As dependências, por sua vez, são acessíveis em somente 37,7% da escolas municipais, 43,4% das estaduais, 52,7% das privadas e 79,5% das federais.
Quando se olham os números de matrículas, a situação piora. Isso porque os índices de alunos que entram na educação especial, em relação aos que estão na educação comum, é baixo.
Em 2010, o Censo Escolar do INEP apontou que, na Educação Infantil, havia um total de 69.441 alunos com deficiência inseridos em classes comuns ou na educação especial, enquanto em 2018, um aumento de 31,6% em comparação com o início da década.
No Ensino Fundamental, por sua vez, houve um aumento de 60,2% no número na inclusão de alunos com necessidades especiais, pois em 2010, eram 522.978 alunos matriculados.
No Ensino Médio, havia somente 28.387 alunos incluídos em classe comuns e em modalidade especial matriculados, um aumento de quase 210% em oito anos.
De acordo também com o mesmo censo, tem havido um aumento de matrículas de alunos incluídos em classes comuns nos últimos cinco anos.
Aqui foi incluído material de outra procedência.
#[cfg(test)]
mod tests {
    use super::*;
    use crate::host::BlockSnapshot;
    use crate::host::BlockStateKind;
    use crate::testing::{InlineWorld, MockWorld};

    const ACTOR: u64 = 7;

    fn setup(world: MockWorld) -> (Arc<CollapseScheduler>, Arc<InlineWorld>) {
        let ctx = InlineWorld::new(world);
        let worlds = WorldRegistry::new();
        worlds.register(ctx.clone());
        let scheduler = CollapseScheduler::new(
            TowerStateStore::new(),
            worlds,
            Handle::current(),
            CollapseConfig::default(),
        );
        (scheduler, ctx)
    }

    fn world_with_actor() -> MockWorld {
        let mut world = MockWorld::new("overworld");
        world.add_actor(ACTOR, [3.0, 70.0, 3.0]);
        world.add_actor(99, [500.0, 70.0, 0.0]);
        world
    }

    fn key() -> StructureKey {
        StructureKey::new("overworld", 0, 85, 0)
    }

    async fn sleep_secs(secs: f64) {
        tokio::time::sleep(Duration::from_secs_f64(secs)).await;
    }

    #[test]
    fn test_countdown_checkpoints_for_30s() {
        let after: Vec<u64> = countdown_checkpoints(30).iter().map(|(a, _)| *a).collect();
        assert_eq!(after, vec![20, 25, 26, 27, 28, 29]);
    }

    #[test]
    fn test_countdown_checkpoints_short_delay() {
        assert_eq!(countdown_checkpoints(3), vec![(1, 2), (2, 1)]);
        assert!(countdown_checkpoints(1).is_empty());
    }

    #[test]
    fn test_delayed_remaining() {
        assert_eq!(delayed_remaining(5, 10), Some(15));
        assert_eq!(delayed_remaining(0, 10), Some(10));
        assert_eq!(delayed_remaining(175, 10), Some(180));
        assert_eq!(delayed_remaining(180, 50), Some(180));
        assert_eq!(delayed_remaining(300, 10), None);
        assert_eq!(delayed_remaining(5, u64::MAX), Some(180));
    }

    #[tokio::test(start_paused = true)]
    async fn test_trigger_announces_and_counts_down() {
        let (scheduler, ctx) = setup(world_with_actor());
        assert!(scheduler.trigger(&key(), 64, 30));

        let first = ctx.world.lock().messages_for(ACTOR);
        assert_eq!(first, vec![shudder_message(30)]);
        assert!(ctx.world.lock().messages_for(99).is_empty());

        sleep_secs(20.5).await;
        assert_eq!(ctx.world.lock().messages_for(ACTOR).len(), 2);
        sleep_secs(9.0).await;
        let msgs = ctx.world.lock().messages_for(ACTOR);
        assert_eq!(msgs.len(), 7);
        assert_eq!(msgs.last().map(String::as_str), Some("Tower implodes in 1 seconds!"));
        assert!(!scheduler.store().get(&key()).unwrap().lock().imploding());

        sleep_secs(1.0).await;
        assert!(scheduler.store().get(&key()).unwrap().lock().imploding());
    }

    #[tokio::test(start_paused = true)]
    async fn test_trigger_twice_is_idempotent() {
        let (scheduler, ctx) = setup(world_with_actor());
        assert!(scheduler.trigger(&key(), 64, 30));
        assert!(!scheduler.trigger(&key(), 64, 30));
        assert_eq!(scheduler.store().len(), 1);
        assert_eq!(ctx.world.lock().messages_for(ACTOR).len(), 1);
        let generation = scheduler.store().get(&key()).unwrap().lock().generation;
        assert_eq!(generation, 1);
    }

    #[tokio::test(start_paused = true)]
    async fn test_failed_delivery_does_not_stop_announcement() {
        let mut world = world_with_actor();
        world.add_actor(8, [-3.0, 70.0, -3.0]);
        world.fail_messages.insert(ACTOR);
        let (scheduler, ctx) = setup(world);

        assert!(scheduler.trigger(&key(), 64, 30));
        let w = ctx.world.lock();
        assert!(w.messages_for(ACTOR).is_empty());
        assert_eq!(w.messages_for(8), vec![shudder_message(30)]);
    }

    #[tokio::test(start_paused = true)]
    async fn test_trigger_twice_runs_one_implosion() {
        let (scheduler, ctx) = setup(world_with_actor());
        assert!(scheduler.trigger(&key(), 64, 5));
        assert!(!scheduler.trigger(&key(), 64, 5));

        sleep_secs(5.5).await;
        assert!(!scheduler.trigger(&key(), 64, 5));
        assert_eq!(scheduler.implosions_started(), 1);

        sleep_secs(20.0).await;
        assert!(scheduler.store().is_empty());
        assert_eq!(scheduler.implosions_started(), 1);
        assert_eq!(scheduler.implosions_completed(), 1);
        // one shudder plus the 4, 3, 2, 1 checkpoints
        let msgs = ctx.world.lock().messages_for(ACTOR);
        assert_eq!(msgs.len(), 5);
        assert_eq!(msgs.iter().filter(|m| m.starts_with("The tower shudders")).count(), 1);
    }

    #[tokio::test(start_paused = true)]
    async fn test_unrepresentable_delay_changes_nothing() {
        let (scheduler, ctx) = setup(world_with_actor());
        assert!(!scheduler.trigger(&key(), 80, u64::MAX / 2));
        assert!(scheduler.store().get(&key()).is_none());
        assert!(ctx.world.lock().messages_for(ACTOR).is_empty());

        assert!(scheduler.trigger(&key(), 80, 5));
        sleep_secs(5.5).await;
        assert!(scheduler.store().get(&key()).unwrap().lock().imploding());
    }

    #[tokio::test(flavor = "multi_thread", worker_threads = 2)]
    async fn test_concurrent_delays_serialize_on_entry() {
        let (scheduler, ctx) = setup(world_with_actor());
        assert!(scheduler.trigger(&key(), 64, 30));
        let before_ms = chrono::Utc::now().timestamp_millis();

        let tasks: Vec<_> = (0..4)
            .map(|_| {
                let scheduler = Arc::clone(&scheduler);
                tokio::task::spawn_blocking(move || scheduler.delay(&key(), 10))
            })
            .collect();
        let mut results = Vec::new();
        for task in tasks {
            results.push(task.await.unwrap().unwrap());
        }
        results.sort_unstable();
        assert_eq!(results, vec![40, 50, 60, 70]);

        let shared = scheduler.store().get(&key()).unwrap();
        let state = shared.lock();
        assert_eq!(state.generation, 5);
        // seven checkpoints fit into 70s, plus the start timer
        assert_eq!(state.pending_timers.len(), countdown_checkpoints(70).len() + 1);
        assert_eq!(state.pending_timers.len(), 8);
        assert_eq!(state.remaining_seconds(Instant::now()), Some(70));
        let ahead_ms = state.scheduled_start_epoch_ms - before_ms;
        assert!((70_000..71_000).contains(&ahead_ms), "start {ahead_ms}ms ahead");
        drop(state);

        let mut shudders = ctx.world.lock().messages_for(ACTOR);
        shudders.sort();
        let mut expected: Vec<String> = [30, 40, 50, 60, 70].into_iter().map(shudder_message).collect();
        expected.sort();
        assert_eq!(shudders, expected);
        scheduler.shutdown();
    }

    #[tokio::test(start_paused = true)]
    async fn test_delay_with_five_seconds_left() {
        let (scheduler, _ctx) = setup(world_with_actor());
        scheduler.trigger(&key(), 64, 30);
        sleep_secs(25.0).await;

        assert_eq!(scheduler.delay(&key(), 10), Ok(15));
        let remaining = scheduler.nearest_pending_remaining_seconds("overworld", 0, 0, 16);
        assert_eq!(remaining, Some(15));

        // the first start timer must not fire at t=30
        sleep_secs(6.0).await;
        assert!(!scheduler.store().get(&key()).unwrap().lock().imploding());
        sleep_secs(9.5).await;
        assert!(scheduler.store().get(&key()).unwrap().lock().imploding());
    }

    #[tokio::test(start_paused = true)]
    async fn test_delay_capped_at_180() {
        let (scheduler, _ctx) = setup(world_with_actor());
        scheduler.trigger(&key(), 64, 100);
        assert_eq!(scheduler.delay(&key(), 150), Ok(180));
        assert_eq!(scheduler.delay(&key(), 10), Ok(180));
    }

    #[tokio::test(start_paused = true)]
    async fn test_delay_over_cap_rejected() {
        let (scheduler, _ctx) = setup(world_with_actor());
        scheduler.trigger(&key(), 64, 400);
        assert_eq!(scheduler.delay(&key(), 10), Err(CollapseError::DelayCapReached));
    }

    #[tokio::test(start_paused = true)]
    async fn test_delay_rejections() {
        let (scheduler, _ctx) = setup(world_with_actor());
        assert_eq!(scheduler.delay(&key(), 10), Err(CollapseError::NoPendingCollapse));
        scheduler.trigger(&key(), 64, 5);
        assert_eq!(scheduler.delay(&key(), 0), Err(CollapseError::InvalidDelay));

        sleep_secs(5.5).await;
        assert_eq!(scheduler.delay(&key(), 10), Err(CollapseError::AlreadyImploding));
        assert_eq!(
            scheduler.delay_nearest_pending("overworld", 0, 0, 128, 10),
            Err(CollapseError::NoPendingCollapse)
        );
    }

    #[tokio::test(start_paused = true)]
    async fn test_nearest_pending_queries() {
        let (scheduler, _ctx) = setup(world_with_actor());
        let near = StructureKey::new("overworld", 10, 80, 0);
        let far = StructureKey::new("overworld", 60, 80, 0);
        let other = StructureKey::new("nether", 0, 80, 0);
        scheduler.trigger(&near, 80, 40);
        scheduler.trigger(&far, 80, 20);
        scheduler.trigger(&other, 80, 5);

        // minimum remaining within radius
        assert_eq!(scheduler.nearest_pending_remaining_seconds("overworld", 0, 0, 128), Some(20));
        assert_eq!(scheduler.nearest_pending_remaining_seconds("overworld", 0, 0, 16), Some(40));
        assert_eq!(scheduler.nearest_pending_remaining_seconds("overworld", 300, 0, 16), None);

        // delay targets the closest structure
        assert_eq!(scheduler.delay_nearest_pending("overworld", 0, 0, 128, 10), Ok(50));
        let far_state = scheduler.store().get(&far).unwrap();
        assert_eq!(far_state.lock().remaining_seconds(Instant::now()), Some(20));
    }

    #[tokio::test(start_paused = true)]
    async fn test_full_collapse_removes_entry() {
        let mut world = world_with_actor();
        world.build_flat_ground(-40, 40, 63, "Soil_Grass");
        world.build_ring(0, 0, 64, 90, 6, "Rock_Stone_Brick");
        world.set(
            0,
            90,
            0,
            BlockSnapshot::new("Furniture_Village_Chest").with_state(BlockStateKind::Container),
        );
        world.known_particles.insert("Explosion_Small".into());
        world.known_particles.insert("Impact_Explosion".into());
        let (scheduler, ctx) = setup(world);

        scheduler.trigger(&key(), 85, 5);
        // 5s countdown + 15 ticks at 300ms
        sleep_secs(12.0).await;

        assert!(scheduler.store().get(&key()).is_none());
        let world = ctx.world.lock();
        assert!(world.get(0, 90, 0).is_none());
        assert!(world.get(6, 66, 0).is_none());
        assert!(world.get(6, 65, 0).is_some());
        assert!(world.particles.iter().any(|(id, _)| id == "Impact_Explosion"));
    }

    #[tokio::test(start_paused = true)]
    async fn test_follow_up_sweeps_catch_late_drops() {
        let mut world = world_with_actor();
        world.build_flat_ground(-40, 40, 63, "Soil_Grass");
        world.build_ring(0, 0, 64, 80, 6, "Rock_Stone_Brick");
        let (scheduler, ctx) = setup(world);
        scheduler.trigger(&key(), 75, 5);
        sleep_secs(12.0).await;
        assert!(scheduler.store().is_empty());

        // an item and a block appear right after completion
        {
            let mut w = ctx.world.lock();
            let drop = crate::host::EntityCaps { dropped_item: true, ..Default::default() };
            w.spawn_entity(50, [2.0, 70.0, 2.0], drop);
            w.set(6, 70, 0, BlockSnapshot::new("Rock_Stone_Brick"));
        }
        sleep_secs(8.0).await;
        let w = ctx.world.lock();
        assert!(!w.has_entity(50));
        assert!(w.get(6, 70, 0).is_none());
    }

    #[tokio::test(start_paused = true)]
    async fn test_retrigger_after_completion_creates_new_cycle() {
        let (scheduler, _ctx) = setup(world_with_actor());
        scheduler.trigger(&key(), 85, 5);
        sleep_secs(30.0).await;
        assert!(scheduler.store().is_empty());
        assert!(scheduler.trigger(&key(), 85, 5));
    }

    #[tokio::test(start_paused = true)]
    async fn test_shutdown_cancels_everything() {
        let (scheduler, ctx) = setup(world_with_actor());
        scheduler.trigger(&key(), 64, 30);
        scheduler.shutdown();
        assert!(scheduler.store().is_empty());
        sleep_secs(40.0).await;
        // only the immediate announcement was ever sent
        assert_eq!(ctx.world.lock().messages_for(ACTOR).len(), 1);
    }

    #[tokio::test(start_paused = true)]
    async fn test_apply_config_clamps() {
        let (scheduler, _ctx) = setup(world_with_actor());
        scheduler.apply_config(CollapseConfig {
            delay_seconds: 1,
            announce_radius_blocks: 64,
            tick_ms: 300,
            layers_per_tick: 50,
        });
        let c = scheduler.config();
        assert_eq!(c.delay_seconds, 5);
        assert_eq!(c.layers_per_tick, 10);

        assert!(scheduler.trigger_default(&key(), 64));
        let remaining = scheduler.nearest_pending_remaining_seconds("overworld", 0, 0, 16);
        assert_eq!(remaining, Some(5));
    }
}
Porém, os números ainda não são muito expressivos, principalmente se olharmos os dados das salas comuns com Atendimento Educacional Especializado (AEE) – neste caso, menos da metade das salas que contém estudantes com algum tipo de deficiência, transtorno global do desenvolvimento ou altas habilidades/superdotação.
O atendimento educacional especializado é uma iniciativa que visa promover a assistência a alunos com deficiência, transtornos globais do desenvolvimento e com altas habilidades ou superdotação e que estejam matriculados em classes regulares ou no atendimento educacional especializado.
Situação da educação paulista
Enquanto em vários Estados do Brasil, as matrículas de alunos na educação especial são escassas, o Estado de São Paulo é um dos mais inclusivos no país.
Dados do Censo Escolar de 2018 apontam que São Paulo concentra quase um quarto das matrículas em educação especial no país no Ensino Médio.
Apesar disso, os números não são tão altos, se comparados com o total de matrículas em todo o Estado, que perfaz 29.245 escolas em 2018.
E se compararmos com as matrículas em escolas que possuem educação especial substitutiva, o número de escolas em todo o Estado cai para 19.435, o que representa uma redução de aproximadamente 33,6% de unidades escolares.
Na cidade de Bauru, há aproximadamente 22.675 alunos matriculados no Sistema Municipal de Educação e destes, 625 estão inseridos na Educação Especial. De acordo com Carla Alves, diretora da Divisão de Ensino Especial da Secretaria de Educação no município, não há intérpretes de libras nas escolas da cidade. “Não temos intérprete de libras contratados no Sistema e sim professores que possuem formação específica, mas não foi exigência do concurso público. Não temos demanda”, afirma.
Porém, ela afirma que a cidade conta com salas de recursos multifuncionais que atendem todos os alunos com deficiência e professores de Educação nas Emefs de Ensino Fundamental e Médio.
Já o intérprete de libras, Paulo Henrique Lopes, enxerga a situação de outra forma. Ele aponta as diferenças entre um professor da educação especial e um intérprete, ressaltando que cada um tem funções específicas: o professor de educação especial trabalha em salas de recursos, fornecendo um atendimento individualizado e especial para o aluno; enquanto que o trabalho do intérprete deve se limitar a fazer a ponte entre surdo e ouvinte.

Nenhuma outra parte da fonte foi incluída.